At the outbreak of the Dakota War of 1862 Daniels served in non-combatant civilian capacity with his brother Asa as part of the militia relief force led by Charles Eugene Flandrau during the Battles of New Ulm. During the two battles the Daniels brothers assisted New Ulm Doctor Carl Weschcke and Le Sueur Doctor William Worrall Mayo in providing medical assistance to the wounded.

Daniels later volunteered to follow a detachment of the 6th Minnesota Infantry Regiment as a civilian surgeon in order to assist a burial party sent from Fort Ridgely following the attack at the Lower Sioux Agency. Daniels accompanied the burial party and detachment of soldiers led by Hiram P. Grant, Joseph Anderson, and Joseph R. Brown which were eventually attacked at night by the Dakota at the Battle of Birch Coulee. Daniels survived the battle and eventually enlisted in the 6th Minnesota Infantry Regiment and fought in Sibley's 1863 Campaign as the regiment's assistant surgeon before resigning from the military on December 28, 1863. Daniels later re-enlisted into the ranks of the 2nd Minnesota Cavalry Regiment as the regiment's surgeon on January 4, 1864 and served during Sully's Expedition in 1864.

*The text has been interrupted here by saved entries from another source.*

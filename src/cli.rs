use std::path::PathBuf;

use clap::{Args, Parser, Subcommand, ValueEnum};
use clap_complete::Shell;

use crate::controllers::dashboard::DEFAULT_CHART_DAYS;
use crate::types::{Role, RoleFilter, Status, StatusFilter};

#[derive(Debug, Clone, Copy, Default, PartialEq, Eq, ValueEnum)]
pub enum OutputFormat {
    #[default]
    Table,
    Json,
    Compact,
}

#[derive(Parser)]
#[command(name = "admin")]
#[command(about = "Admin client for user management, analytics and signed exports", version)]
#[command(after_help = "EXAMPLES:
    admin users list                  List verified users, first page
    admin users list --page 2         Show the second page
    admin users create -e a@a.com     Create a user
    admin export json --dir ./out     Save a JSON export
    admin export decode               Decode the binary export and show it")]
pub struct Cli {
    #[command(subcommand)]
    pub command: Commands,

    /// Output format (table, json, compact)
    #[arg(long, short = 'o', global = true, value_enum, default_value = "table")]
    pub format: OutputFormat,

    /// Output as JSON (alias for --format json)
    #[arg(long, global = true, hide = true)]
    pub json: bool,

    /// Suppress success messages
    #[arg(long, short, global = true)]
    pub quiet: bool,

    /// Show debug logs and detailed error information
    #[arg(long, short, global = true)]
    pub verbose: bool,
}

impl Cli {
    /// Get the effective output format, considering --json flag
    pub fn output_format(&self) -> OutputFormat {
        if self.json {
            OutputFormat::Json
        } else {
            self.format
        }
    }
}

#[derive(Subcommand)]
pub enum Commands {
    /// Manage users
    #[command(
        alias = "u",
        after_help = "EXAMPLES:
    admin users list --search alice --role admin
    admin users show 42
    admin users update 42 --status inactive
    admin users delete 42"
    )]
    Users {
        #[command(subcommand)]
        action: UserCommands,
    },
    /// Show user statistics
    #[command(after_help = "EXAMPLES:
    admin stats
    admin stats --format json")]
    Stats,
    /// Show new users per day
    #[command(after_help = "EXAMPLES:
    admin chart
    admin chart --days 30")]
    Chart {
        /// Number of days to include
        #[arg(long, short, default_value_t = DEFAULT_CHART_DAYS)]
        days: u32,
    },
    /// Show stats and chart together
    #[command(after_help = "EXAMPLES:
    admin dashboard --days 14")]
    Dashboard {
        /// Number of days to include in the chart
        #[arg(long, short, default_value_t = DEFAULT_CHART_DAYS)]
        days: u32,
    },
    /// Export users
    #[command(after_help = "EXAMPLES:
    admin export json
    admin export binary --dir ./exports
    admin export decode")]
    Export {
        #[command(subcommand)]
        action: ExportCommands,
    },
    /// Inspect signing keys and verify signatures
    #[command(after_help = "EXAMPLES:
    admin crypto public-key
    admin crypto verify --data <HASH> --signature <SIG>")]
    Crypto {
        #[command(subcommand)]
        action: CryptoCommands,
    },
    /// Check backend health
    Health,
    /// Store an API token for later requests
    #[command(after_help = "EXAMPLES:
    admin login eyJhbGciOi...")]
    Login {
        /// Bearer token issued by the backend
        token: String,
    },
    /// Forget the stored API token
    Logout,
    /// Generate shell completions
    #[command(after_help = "EXAMPLES:
    admin completions bash > ~/.bash_completion.d/admin
    admin completions zsh > ~/.zfunc/_admin
    admin completions fish > ~/.config/fish/completions/admin.fish")]
    Completions {
        /// Shell to generate completions for
        shell: Shell,
    },
    /// Initialize configuration file interactively
    #[command(after_help = "EXAMPLES:
    admin init")]
    Init,
}

#[derive(Subcommand)]
pub enum UserCommands {
    /// List users that pass signature verification
    #[command(
        alias = "ls",
        after_help = "EXAMPLES:
    admin users list --page 2 --limit 25
    admin users list --search example.com --status active"
    )]
    List(UserListArgs),
    /// Show one user
    #[command(alias = "v")]
    Show {
        /// User ID
        id: String,
    },
    /// Create a user
    #[command(
        alias = "c",
        after_help = "EXAMPLES:
    admin users create -e alice@example.com --role admin"
    )]
    Create(UserCreateArgs),
    /// Update a user
    #[command(
        alias = "up",
        after_help = "EXAMPLES:
    admin users update 42 --role admin --status inactive"
    )]
    Update(UserUpdateArgs),
    /// Delete a user
    #[command(
        alias = "rm",
        after_help = "EXAMPLES:
    admin users delete 42
    admin users delete 42 --yes"
    )]
    Delete {
        /// User ID
        id: String,

        /// Skip the confirmation prompt
        #[arg(long, short)]
        yes: bool,
    },
}

#[derive(Args, Clone)]
pub struct UserListArgs {
    /// Page number (starting at 1)
    #[arg(long, short, default_value = "1", value_parser = clap::value_parser!(u32).range(1..))]
    pub page: u32,

    /// Users per page (default from config, 10 if unset)
    #[arg(long, short, value_parser = clap::value_parser!(u32).range(1..))]
    pub limit: Option<u32>,

    /// Case-insensitive search over email, role and status
    #[arg(long, short)]
    pub search: Option<String>,

    /// Filter by role
    #[arg(long, value_enum, default_value = "all")]
    pub role: RoleFilter,

    /// Filter by status
    #[arg(long, value_enum, default_value = "all")]
    pub status: StatusFilter,
}

#[derive(Args)]
pub struct UserCreateArgs {
    /// Email address
    #[arg(long, short)]
    pub email: String,

    /// Role
    #[arg(long, short, value_enum, default_value = "user")]
    pub role: Role,

    /// Status
    #[arg(long, short, value_enum, default_value = "active")]
    pub status: Status,
}

#[derive(Args)]
pub struct UserUpdateArgs {
    /// User ID
    pub id: String,

    /// New email address
    #[arg(long, short)]
    pub email: Option<String>,

    /// New role
    #[arg(long, short, value_enum)]
    pub role: Option<Role>,

    /// New status
    #[arg(long, short, value_enum)]
    pub status: Option<Status>,
}

#[derive(Subcommand)]
pub enum ExportCommands {
    /// Save all users as pretty-printed JSON
    Json(ExportArgs),
    /// Save the binary export
    Binary(ExportArgs),
    /// Fetch the binary export and show its decoded contents
    Decode,
}

#[derive(Args)]
pub struct ExportArgs {
    /// Directory to save into (default from config, else current directory)
    #[arg(long, short)]
    pub dir: Option<PathBuf>,
}

#[derive(Subcommand)]
pub enum CryptoCommands {
    /// Show the backend's signing key
    PublicKey,
    /// Ask the backend to verify a signature
    Verify {
        /// Signed data (the email hash)
        #[arg(long, short)]
        data: String,

        /// Signature to check
        #[arg(long, short)]
        signature: String,
    },
}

Following Sully's Expedition Daniels served as the surgeon of Fort Snelling where he took care of the imprisoned Dakota people. During his time at Fort Snelling Daniels openly protested the Dakota's mistreatment by the Minnesota government and the sanitary conditions they lived in. Daniels was eventually mustered out of service in 1865 and returned to his medical practice in St. Peter.

== Later career ==
In 1868 Henry Benjamin Whipple, the Bishop of the Episcopal Church in Minnesota, recruited Daniels to assist him in distributing goods to Indigenous people living at Fort Wadsworth (now Fort Sisseton) near the Lake Traverse Indian Reservation. Daniels was later appointed as the Indian agent to the Sisseton in 1869, Daniels held this position until 1870 when he relocated to Wyoming Territory and served as the Indian agent for the Oglala at the Red Cloud Agency. During this time Sisseton Wahpeton Oyate Chief Gabriel Renville gifted to Daniels a Čhaŋnúŋpa (sacred pipe) which was carved out of catlinite in Daniels likeness. This catlinite pipe is now part of the Karen Daniels Peterson American Indian Collection at the Minneapolis Institute of Art.

Daniels later worked in a variety of capacities for various Indian agencies across the United States and was later appointed as the Inspector of Agencies in Montana, Idaho, Washington, New Mexico, and Arizona. Daniels was later in charge of a variety of commissions for the Bureau of Indian Affairs including the commission which ceded the Black Hills to the United States government in 1876. In 1887 Daniels moved to Faribault, Minnesota where he eventually retired from practicing medicine. Daniels later moved to Los Angeles in the early 1900's where he lived for his final years. Daniels died on May 3, 1904 in Los Angeles, his body was returned to St. Peter, Minnesota and is buried at the Woodlawn cemetery in St. Peter alongside his first wife and children.

== Personal life ==
Daniels married Hortense Virginia Beardsley on June 28, 1856, together they had four children: Jared Waldo Daniels Jr., George Cullen Daniels, Hortense Virginia Daniels, and Asa Wilder Daniels. Daniels was later remarried after the death of his first wife in 1869, Daniels married Ella Norcross Winslow of Faribault on August 11, 1882.